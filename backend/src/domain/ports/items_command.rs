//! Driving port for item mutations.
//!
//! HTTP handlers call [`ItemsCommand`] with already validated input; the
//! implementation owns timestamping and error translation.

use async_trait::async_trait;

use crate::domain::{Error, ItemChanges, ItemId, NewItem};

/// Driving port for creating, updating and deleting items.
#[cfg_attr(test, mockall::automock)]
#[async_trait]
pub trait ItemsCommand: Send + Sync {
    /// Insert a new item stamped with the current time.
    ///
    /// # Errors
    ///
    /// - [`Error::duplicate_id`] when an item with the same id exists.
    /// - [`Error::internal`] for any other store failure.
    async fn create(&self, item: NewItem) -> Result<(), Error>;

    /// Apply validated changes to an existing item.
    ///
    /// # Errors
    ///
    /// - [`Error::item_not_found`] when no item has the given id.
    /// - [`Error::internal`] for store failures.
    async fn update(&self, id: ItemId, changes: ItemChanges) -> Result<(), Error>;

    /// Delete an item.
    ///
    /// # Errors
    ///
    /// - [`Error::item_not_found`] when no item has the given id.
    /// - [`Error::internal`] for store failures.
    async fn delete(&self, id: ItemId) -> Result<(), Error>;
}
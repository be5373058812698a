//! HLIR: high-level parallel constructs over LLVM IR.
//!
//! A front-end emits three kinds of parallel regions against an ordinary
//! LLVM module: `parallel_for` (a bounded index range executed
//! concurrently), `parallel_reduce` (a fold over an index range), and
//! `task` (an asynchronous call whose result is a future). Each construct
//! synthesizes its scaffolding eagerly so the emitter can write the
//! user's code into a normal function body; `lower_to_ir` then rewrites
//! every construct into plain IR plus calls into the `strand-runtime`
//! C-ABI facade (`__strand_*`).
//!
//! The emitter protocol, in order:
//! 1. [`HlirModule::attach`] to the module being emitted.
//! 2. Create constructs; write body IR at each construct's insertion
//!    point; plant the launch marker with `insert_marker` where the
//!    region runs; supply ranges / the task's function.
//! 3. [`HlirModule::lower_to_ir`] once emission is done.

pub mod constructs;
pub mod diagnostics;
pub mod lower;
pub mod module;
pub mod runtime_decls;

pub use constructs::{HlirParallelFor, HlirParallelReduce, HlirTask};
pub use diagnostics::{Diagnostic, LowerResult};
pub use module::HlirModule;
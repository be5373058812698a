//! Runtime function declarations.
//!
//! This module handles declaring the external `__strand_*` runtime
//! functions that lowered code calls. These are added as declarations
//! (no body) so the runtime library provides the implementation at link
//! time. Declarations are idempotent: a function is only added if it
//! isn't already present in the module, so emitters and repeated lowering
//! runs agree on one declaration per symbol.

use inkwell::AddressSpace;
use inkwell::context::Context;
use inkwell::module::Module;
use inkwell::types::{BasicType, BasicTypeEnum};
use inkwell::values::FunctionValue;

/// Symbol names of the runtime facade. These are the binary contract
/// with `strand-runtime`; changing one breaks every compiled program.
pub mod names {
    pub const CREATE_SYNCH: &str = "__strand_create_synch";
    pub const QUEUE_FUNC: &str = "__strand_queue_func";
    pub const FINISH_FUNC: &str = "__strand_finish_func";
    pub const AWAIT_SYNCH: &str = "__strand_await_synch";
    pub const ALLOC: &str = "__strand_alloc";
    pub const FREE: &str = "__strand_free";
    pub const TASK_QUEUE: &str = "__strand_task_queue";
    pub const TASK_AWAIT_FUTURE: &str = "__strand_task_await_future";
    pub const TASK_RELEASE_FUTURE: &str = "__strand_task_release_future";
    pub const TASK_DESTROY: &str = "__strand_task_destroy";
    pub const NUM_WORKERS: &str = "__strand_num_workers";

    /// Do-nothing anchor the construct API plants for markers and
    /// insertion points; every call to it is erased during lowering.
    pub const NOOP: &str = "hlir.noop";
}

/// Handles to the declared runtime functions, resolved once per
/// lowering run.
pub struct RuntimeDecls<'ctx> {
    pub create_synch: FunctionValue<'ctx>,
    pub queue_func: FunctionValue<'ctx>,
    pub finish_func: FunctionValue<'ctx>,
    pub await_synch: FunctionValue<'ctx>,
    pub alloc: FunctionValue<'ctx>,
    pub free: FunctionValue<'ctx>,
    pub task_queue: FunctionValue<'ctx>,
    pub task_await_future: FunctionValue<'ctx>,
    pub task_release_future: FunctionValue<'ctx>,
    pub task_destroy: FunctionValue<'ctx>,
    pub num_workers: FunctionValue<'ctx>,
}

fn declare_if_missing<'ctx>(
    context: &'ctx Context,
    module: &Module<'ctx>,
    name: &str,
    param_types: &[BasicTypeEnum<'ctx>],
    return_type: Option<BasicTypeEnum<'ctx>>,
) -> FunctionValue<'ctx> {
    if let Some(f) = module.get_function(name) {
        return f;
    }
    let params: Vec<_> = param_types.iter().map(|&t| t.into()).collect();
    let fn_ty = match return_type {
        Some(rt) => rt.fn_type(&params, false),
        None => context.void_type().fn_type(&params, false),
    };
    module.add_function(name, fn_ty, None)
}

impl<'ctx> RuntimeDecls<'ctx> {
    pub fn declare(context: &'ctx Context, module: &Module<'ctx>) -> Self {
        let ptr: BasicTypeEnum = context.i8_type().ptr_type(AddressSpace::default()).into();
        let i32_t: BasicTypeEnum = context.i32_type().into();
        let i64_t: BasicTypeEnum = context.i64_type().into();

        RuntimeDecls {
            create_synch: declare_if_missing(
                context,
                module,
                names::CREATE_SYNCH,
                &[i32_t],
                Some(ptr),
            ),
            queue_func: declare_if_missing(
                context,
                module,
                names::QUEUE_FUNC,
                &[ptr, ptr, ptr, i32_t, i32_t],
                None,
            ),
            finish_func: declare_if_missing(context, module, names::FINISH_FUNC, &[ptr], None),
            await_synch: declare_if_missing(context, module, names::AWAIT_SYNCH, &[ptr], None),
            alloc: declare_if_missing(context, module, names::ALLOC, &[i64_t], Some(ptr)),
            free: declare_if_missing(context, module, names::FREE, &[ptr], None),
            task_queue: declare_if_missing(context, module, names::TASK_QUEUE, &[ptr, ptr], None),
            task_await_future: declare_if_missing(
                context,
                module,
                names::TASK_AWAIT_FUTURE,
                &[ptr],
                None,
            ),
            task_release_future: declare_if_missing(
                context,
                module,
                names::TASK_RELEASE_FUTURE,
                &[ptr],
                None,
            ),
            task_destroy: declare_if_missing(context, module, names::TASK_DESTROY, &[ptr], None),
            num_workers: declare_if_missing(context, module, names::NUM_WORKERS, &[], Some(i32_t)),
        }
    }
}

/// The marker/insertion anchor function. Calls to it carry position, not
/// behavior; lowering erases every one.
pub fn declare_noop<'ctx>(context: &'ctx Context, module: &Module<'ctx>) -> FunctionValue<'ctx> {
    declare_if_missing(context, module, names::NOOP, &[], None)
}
________
→ **Action item**
In the listing above, find the line containing "every construct into" and the line containing "pub mod runtime_decls;". Output them and every line between, exactly, and nothing else.

→ **Result for this task**
//! every construct into plain IR plus calls into the `strand-runtime`
//! C-ABI facade (`__strand_*`).
//!
//! The emitter protocol, in order:
//! 1. [`HlirModule::attach`] to the module being emitted.
//! 2. Create constructs; write body IR at each construct's insertion
//!    point; plant the launch marker with `insert_marker` where the
//!    region runs; supply ranges / the task's function.
//! 3. [`HlirModule::lower_to_ir`] once emission is done.

pub mod constructs;
pub mod diagnostics;
pub mod lower;
pub mod module;
pub mod runtime_decls;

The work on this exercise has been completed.